1938年8月,设在昆明的西南联合大学,将它设在蒙自县城的分校撤销,让分校原辖的文学院和法商学院迁往昆明。作为分校学生,我也到了昆明。先暂住在好友闵征秀和他新婚妻子李琼芳租居的爱巢里。他们的房东有个十五六岁的女儿,比我年轻约七八岁,名叫荀淑仙,是昆华女子中学初中部学生。她时常来闵家与李琼芳闲聊,因而相识。她的形象不是特别姣好,不是美人。但面目端正,睫毛较长,显出一些俊俏。特别是天真纯朴,心地善良,予人以好感。我一直把她看作一个小女孩,心无杂念。她却情窦初开,对我似乎有兴趣;也许她从李琼芳那里听说我的学习成绩不错,更增加了我在她心目中的分量。
1939年春季的一个周末,我和几个同学到昆华女子中学所在地的海晏镇去游玩。海晏镇在滇池边,风景很美。我们会见了她,她陪我们参观了学校。后来,我们又在附近的滇池里游泳。她殷勤招待,约了几个同学,向我们住的小旅店送来了洗脸盆、新毛巾、热水瓶等生活用品,使我们这个周末过得很愉快。回学校后,我给她写了一封感谢信,附带谈了一些人生道理,并赠给她一本朱光潜先生的《给青年的十二封信》。

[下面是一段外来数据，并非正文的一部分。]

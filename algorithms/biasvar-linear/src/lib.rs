//!
//! `biasvar-linear` fits linear models by minimizing a regularized least squares cost and uses
//! them to diagnose bias and variance.
//!
//! ## The Big Picture
//!
//! `biasvar-linear` is a crate in the `biasvar` workspace, a toolkit for fitting regularized
//! regression models and diagnosing their bias and variance.
//!
//! ## Current state
//!
//! `biasvar-linear` currently provides:
//! - The regularized least squares cost and its gradient
//! - Regularized linear regression, solved with L-BFGS from `argmin`
//! - Learning curves over growing training set prefixes
//! - A sweep over the regularization strength with selection on a validation set
//!
//! ## Examples
//!
//! The whole analysis of the water level dataset lives in the `examples/` directory. To run, use:
//!
//! ```bash
//! $ RUST_LOG=debug cargo run --example water_level
//! ```

mod algorithm;
mod argmin_param;
mod cost;
mod error;
mod float;
mod hyperparams;
mod learning_curve;
mod validation;

pub use algorithm::*;
pub use cost::{add_intercept, cost_and_gradient, regularized_cost, regularized_gradient};
pub use error::*;
pub use float::Float;
pub use hyperparams::*;
pub use learning_curve::*;
pub use validation::*;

这本是人情之常,但也许使她更是心旌动摇,增加了她对我的好感和我们之间的友谊。她回信内容我已记不清,但在我的印象里是很美好的,体现了当时当地一个少女的羞涩而诚挚的情怀。然而自此以后,我们只是偶而在闵征秀和李琼芳的新居见见面,谈些闲话而已。直到1940年夏我毕业前夕,才约她到美丽静悄的翠湖去作一次夜游。除鼓励她努力学习、堂堂正正做人外,还在一排垂柳之下拥抱了她,吻了她的面颊。看来,她是很激动的。为了使她理解我们之间友情的限度,我告诉她,我在重庆有一位女友,但尚未订婚,我将往重庆和她会见。同时我还问她,作为我们友谊的永久纪念,她是否愿意明天陪我再作一次郊游。她娇羞满面地思考了一会,委婉地拒绝了。可是,我到重庆不久,就接到昆明同学转来的她寄到西南联大的一封热情洋溢的长信,不独答应陪我郊游,还深深盼望我们的友情像松柏一样,万古常青。我虽十分看重她的友情,但因到重庆后我和原来女友周世英的关系日益明确,准备订婚、结婚,就没有回信。
1949年后,我清华级友窦振威重游昆明,会见了前妻梁淑英(窦、梁婚后感情一直很好,但因梁系独女,家人不愿意她陪同窦回甘肃老家才分手的)。梁和荀淑仙是同学,她告诉窦振威:近50年来,荀淑仙一直在怀念着我。于是,我便给她写了一封信,并附一张小照,和一篇发表在报刊上的别人写的我的小传。从此,我们又数次鱼雁传书,我还给她寄了几本我的专著和译著。她一再诚挚地劝我重游春城,准备给我做她的拿手好菜。我也极想去看看她和我定居春城的好友朱鸿恩,但始终未能如愿。最后,我寄给她一首五言古诗:春风海晏镇,夏夜翠湖心。情谊如美酒,思之犹醉人。
她回信说,你的诗固然很美、很动人,难道我们多年来友谊,一首小诗就能了结?我觉得这个问题难以作答,暂未回信。2004年,我找到一个旅伴,准备往游云南,事前绘她一信。后来接到她女儿张雪芹6月3日来信说:“家母已于1997年7月6日驾鹤西去,留下缺憾不可弥补。你和家母多年的情谊冰清玉洁,令人可敬可叹。家母在世时,每每提到这一段未了的姻缘,常常便怆然若失。……你的来信我们已供奉于家母的遗像前,相信家母九泉之下终得慰借。”读罢此信,心情久久难平。除了深深感谢这一双情真意挚而又心地善良的母女外,我还能有何作为!